**Data records**
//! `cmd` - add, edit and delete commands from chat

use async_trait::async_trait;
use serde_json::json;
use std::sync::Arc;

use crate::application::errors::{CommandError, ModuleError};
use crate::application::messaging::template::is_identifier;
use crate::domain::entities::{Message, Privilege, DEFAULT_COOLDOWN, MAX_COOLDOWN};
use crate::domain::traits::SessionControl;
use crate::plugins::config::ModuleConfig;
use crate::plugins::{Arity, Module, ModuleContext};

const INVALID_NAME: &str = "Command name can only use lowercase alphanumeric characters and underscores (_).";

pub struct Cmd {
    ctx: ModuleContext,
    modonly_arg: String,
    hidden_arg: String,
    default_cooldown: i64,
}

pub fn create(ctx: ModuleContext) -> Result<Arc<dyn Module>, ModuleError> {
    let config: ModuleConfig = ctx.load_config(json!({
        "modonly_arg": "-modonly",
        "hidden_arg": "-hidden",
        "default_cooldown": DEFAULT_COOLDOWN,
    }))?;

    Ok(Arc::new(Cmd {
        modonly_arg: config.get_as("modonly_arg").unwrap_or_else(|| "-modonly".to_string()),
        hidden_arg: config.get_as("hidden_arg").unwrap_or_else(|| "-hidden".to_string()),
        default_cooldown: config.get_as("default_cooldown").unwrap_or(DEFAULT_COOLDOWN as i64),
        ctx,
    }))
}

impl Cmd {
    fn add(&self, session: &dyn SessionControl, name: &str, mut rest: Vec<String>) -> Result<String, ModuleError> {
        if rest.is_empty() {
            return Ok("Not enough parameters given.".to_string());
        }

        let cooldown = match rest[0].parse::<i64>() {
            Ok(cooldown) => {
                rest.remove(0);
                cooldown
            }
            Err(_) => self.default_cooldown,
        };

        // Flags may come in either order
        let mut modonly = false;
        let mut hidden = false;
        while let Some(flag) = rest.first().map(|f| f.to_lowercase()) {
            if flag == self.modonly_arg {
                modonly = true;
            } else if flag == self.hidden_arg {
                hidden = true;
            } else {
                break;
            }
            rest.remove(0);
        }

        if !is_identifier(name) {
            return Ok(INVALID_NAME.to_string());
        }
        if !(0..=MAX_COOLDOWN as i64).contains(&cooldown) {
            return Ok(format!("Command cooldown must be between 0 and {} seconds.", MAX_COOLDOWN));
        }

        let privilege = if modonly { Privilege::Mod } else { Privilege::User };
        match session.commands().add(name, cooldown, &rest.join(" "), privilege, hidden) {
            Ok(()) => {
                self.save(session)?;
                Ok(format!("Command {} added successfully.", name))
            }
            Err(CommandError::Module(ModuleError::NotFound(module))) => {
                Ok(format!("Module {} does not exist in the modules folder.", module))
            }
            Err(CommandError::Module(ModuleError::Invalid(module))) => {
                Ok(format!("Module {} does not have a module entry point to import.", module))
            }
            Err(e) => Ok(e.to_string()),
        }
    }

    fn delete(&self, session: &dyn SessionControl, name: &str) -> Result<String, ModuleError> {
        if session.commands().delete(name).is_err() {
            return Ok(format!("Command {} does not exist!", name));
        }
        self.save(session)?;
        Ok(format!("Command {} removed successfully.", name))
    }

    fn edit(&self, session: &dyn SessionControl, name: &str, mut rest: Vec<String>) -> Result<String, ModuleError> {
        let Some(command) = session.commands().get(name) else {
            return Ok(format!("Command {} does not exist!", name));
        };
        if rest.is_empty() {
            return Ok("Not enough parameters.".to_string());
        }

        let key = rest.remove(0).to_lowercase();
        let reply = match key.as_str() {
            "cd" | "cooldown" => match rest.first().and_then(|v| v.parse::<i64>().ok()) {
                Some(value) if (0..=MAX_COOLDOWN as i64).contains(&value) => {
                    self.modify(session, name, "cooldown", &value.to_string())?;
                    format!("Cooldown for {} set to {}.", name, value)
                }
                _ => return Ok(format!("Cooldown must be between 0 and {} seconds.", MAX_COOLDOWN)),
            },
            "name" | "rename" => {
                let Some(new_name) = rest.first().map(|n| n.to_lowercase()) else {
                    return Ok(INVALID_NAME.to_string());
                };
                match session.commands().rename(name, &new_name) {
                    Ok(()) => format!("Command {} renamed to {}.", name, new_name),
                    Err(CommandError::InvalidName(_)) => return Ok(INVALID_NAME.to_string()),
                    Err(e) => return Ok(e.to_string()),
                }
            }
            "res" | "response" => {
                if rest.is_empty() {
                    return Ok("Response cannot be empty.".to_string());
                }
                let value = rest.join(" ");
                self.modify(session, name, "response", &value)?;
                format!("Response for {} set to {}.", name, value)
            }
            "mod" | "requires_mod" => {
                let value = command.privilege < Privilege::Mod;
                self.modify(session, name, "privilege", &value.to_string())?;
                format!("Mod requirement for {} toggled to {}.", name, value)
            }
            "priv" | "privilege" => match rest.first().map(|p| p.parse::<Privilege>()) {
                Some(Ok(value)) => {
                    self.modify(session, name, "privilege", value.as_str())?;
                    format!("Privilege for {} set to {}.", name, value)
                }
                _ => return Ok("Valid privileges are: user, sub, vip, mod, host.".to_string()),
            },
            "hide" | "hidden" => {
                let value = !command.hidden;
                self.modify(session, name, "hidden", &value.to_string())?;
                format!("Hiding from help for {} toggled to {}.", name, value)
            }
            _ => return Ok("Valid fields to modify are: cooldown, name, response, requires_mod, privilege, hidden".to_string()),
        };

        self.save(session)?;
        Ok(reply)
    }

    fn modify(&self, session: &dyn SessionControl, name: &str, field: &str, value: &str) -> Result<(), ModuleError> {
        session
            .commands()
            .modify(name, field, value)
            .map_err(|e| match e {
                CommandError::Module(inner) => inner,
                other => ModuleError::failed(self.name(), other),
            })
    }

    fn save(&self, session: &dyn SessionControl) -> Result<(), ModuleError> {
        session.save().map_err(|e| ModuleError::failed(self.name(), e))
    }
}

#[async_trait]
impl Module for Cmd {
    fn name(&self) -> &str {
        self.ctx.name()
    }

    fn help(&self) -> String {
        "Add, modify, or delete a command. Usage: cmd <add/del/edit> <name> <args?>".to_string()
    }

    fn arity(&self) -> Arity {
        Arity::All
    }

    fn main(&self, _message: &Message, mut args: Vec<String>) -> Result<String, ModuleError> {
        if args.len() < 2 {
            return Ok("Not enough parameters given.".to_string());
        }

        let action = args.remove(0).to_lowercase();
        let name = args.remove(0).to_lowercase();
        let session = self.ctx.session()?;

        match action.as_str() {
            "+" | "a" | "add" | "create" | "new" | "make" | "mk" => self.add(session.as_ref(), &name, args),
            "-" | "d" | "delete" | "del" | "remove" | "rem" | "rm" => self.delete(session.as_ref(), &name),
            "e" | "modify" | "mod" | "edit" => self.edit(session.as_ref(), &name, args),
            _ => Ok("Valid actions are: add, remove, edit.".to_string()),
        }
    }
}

**Brief**
Please reproduce exactly the lines from the first one of the records above through the line containing "if flag == self.modonly_arg", both included, and nothing else.

**Answer**
//! `cmd` - add, edit and delete commands from chat

use async_trait::async_trait;
use serde_json::json;
use std::sync::Arc;

use crate::application::errors::{CommandError, ModuleError};
use crate::application::messaging::template::is_identifier;
use crate::domain::entities::{Message, Privilege, DEFAULT_COOLDOWN, MAX_COOLDOWN};
use crate::domain::traits::SessionControl;
use crate::plugins::config::ModuleConfig;
use crate::plugins::{Arity, Module, ModuleContext};

const INVALID_NAME: &str = "Command name can only use lowercase alphanumeric characters and underscores (_).";

pub struct Cmd {
    ctx: ModuleContext,
    modonly_arg: String,
    hidden_arg: String,
    default_cooldown: i64,
}

pub fn create(ctx: ModuleContext) -> Result<Arc<dyn Module>, ModuleError> {
    let config: ModuleConfig = ctx.load_config(json!({
        "modonly_arg": "-modonly",
        "hidden_arg": "-hidden",
        "default_cooldown": DEFAULT_COOLDOWN,
    }))?;

    Ok(Arc::new(Cmd {
        modonly_arg: config.get_as("modonly_arg").unwrap_or_else(|| "-modonly".to_string()),
        hidden_arg: config.get_as("hidden_arg").unwrap_or_else(|| "-hidden".to_string()),
        default_cooldown: config.get_as("default_cooldown").unwrap_or(DEFAULT_COOLDOWN as i64),
        ctx,
    }))
}

impl Cmd {
    fn add(&self, session: &dyn SessionControl, name: &str, mut rest: Vec<String>) -> Result<String, ModuleError> {
        if rest.is_empty() {
            return Ok("Not enough parameters given.".to_string());
        }

        let cooldown = match rest[0].parse::<i64>() {
            Ok(cooldown) => {
                rest.remove(0);
                cooldown
            }
            Err(_) => self.default_cooldown,
        };

        // Flags may come in either order
        let mut modonly = false;
        let mut hidden = false;
        while let Some(flag) = rest.first().map(|f| f.to_lowercase()) {
            if flag == self.modonly_arg {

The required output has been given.